Of course, once you get there, plenty of other people show up at the same time. That's the thing about fashion: it's tied to the moment in which it's created, meaning lots of people are exposed to the same cultural influences at the same time. That's how trends are born. How to reconcile, for instance, the fact that this spring/summer half a dozen designers of wildly disparate identity – from Dior to Céline to Roberto Cavalli – decided it was time to dress women in lingerie-inspired slips? Coincidentally, from April this year the Victoria and Albert Museum is staging an exhibition focused on underwear. That's been years in the making – why does it all tie together?

It's tricky – but designers aren't in cahoots. Indeed, they hold their design cards notoriously close to their chests. But the death of André Courrèges last week threw it into relief for me, when many obituaries hurrahed Courrèges as the “inventor” of the mini skirt. An equal number of people contested that the London boutique owner Mary Quant originated the style.

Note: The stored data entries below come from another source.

//! PCIe root complex model.
//!
//! The root complex is the host side of the harness. It provides:
//! 1. **Root ports:** Each attached endpoint sits behind its own port; port `n` owns secondary
//!    bus `n + 1`. TLPs spend `link_latency_cycles` on the link in each direction.
//! 2. **Enumeration:** Configuration-space discovery of every function, BAR sizing with the
//!    all-ones sizing write, address assignment from the memory window, and max payload / max read
//!    request negotiation through the PCI Express capability.
//! 3. **Transactions:** Tagged configuration and memory requests. Non-posted requests are
//!    matched to their completions by tag and time out after `completion_timeout`.
//!
//! The root complex is a plain value owned by the caller. Blocking operations take the
//! simulator by `&mut` and step it with the root complex as the host, so each call advances
//! simulated time only as far as it needs to.

use std::collections::{BTreeMap, HashMap, VecDeque};

use tracing::{debug, info, trace, warn};

use super::bar::{BarKind, BarWindow};
use super::config_space::HardwareIds;
use super::device::PcieEndpoint;
use super::tlp::{CplStatus, Tlp};
use crate::common::addr::bytes_to_page_boundary;
use crate::common::constants::{
    BAR_COUNT, VENDOR_ID_NONE, bar, bytes_to_size_code, cfg, command, pcie_cap,
    size_code_to_bytes,
};
use crate::common::{HarnessError, HarnessResult, PcieId, SimTime};
use crate::config::{Config, PcieConfig};
use crate::dut::DutPorts;
use crate::sim::{Clocked, Simulator};

/// Tags available to the requester (8-bit tag field).
const TAG_SPACE: u16 = 256;

/// Read requests kept in flight at once by `bar_read`.
const READ_BATCH: usize = 32;

/// Functions per device.
const MAX_FUNCTIONS: u8 = 8;

/// Header type bit 7: the device implements more than one function.
const MULTI_FUNCTION: u8 = 0x80;

/// Capability list entries walked before giving up on a malformed list.
const MAX_CAPABILITIES: usize = 48;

ourrèges's legacy is an odd one, because despite being immediately recognisable and one of fashion's most intriguingly enduring – the narrow-shouldered topstitched jackets, the goggle-like cosmonaut sunglasses, those go-go boots – Courrèges was seldom first. He showed slick, slender trousers for day at about the same time that Yves Saint Laurent did. He also launched designer ready-to-wear a year after YSL's Rive Gauche line was founded. Courrèges's 1965 “space age” line was all his, but it responded to a cultural moment – the fascination with the possibilities of outer space travel and cosmonauts; 2001: A Space Odyssey was released in 1968, as was Barbarella. Star Trek began in September 1966. It was a cultural moment.

But back to those mini skirts: which came first, the chicken or the egg? Or rather the legs – because the permissive 1960s encouraged provocative experimentation, not least in attire, and doubtless young women on the street began to raise their hemlines high before couture determined it was chic, or even before Quant offered her ready-to-wear versions. That's the issue with so much in fashion: I'm not sure anyone can really claim ownership. Fashion belongs to everyone.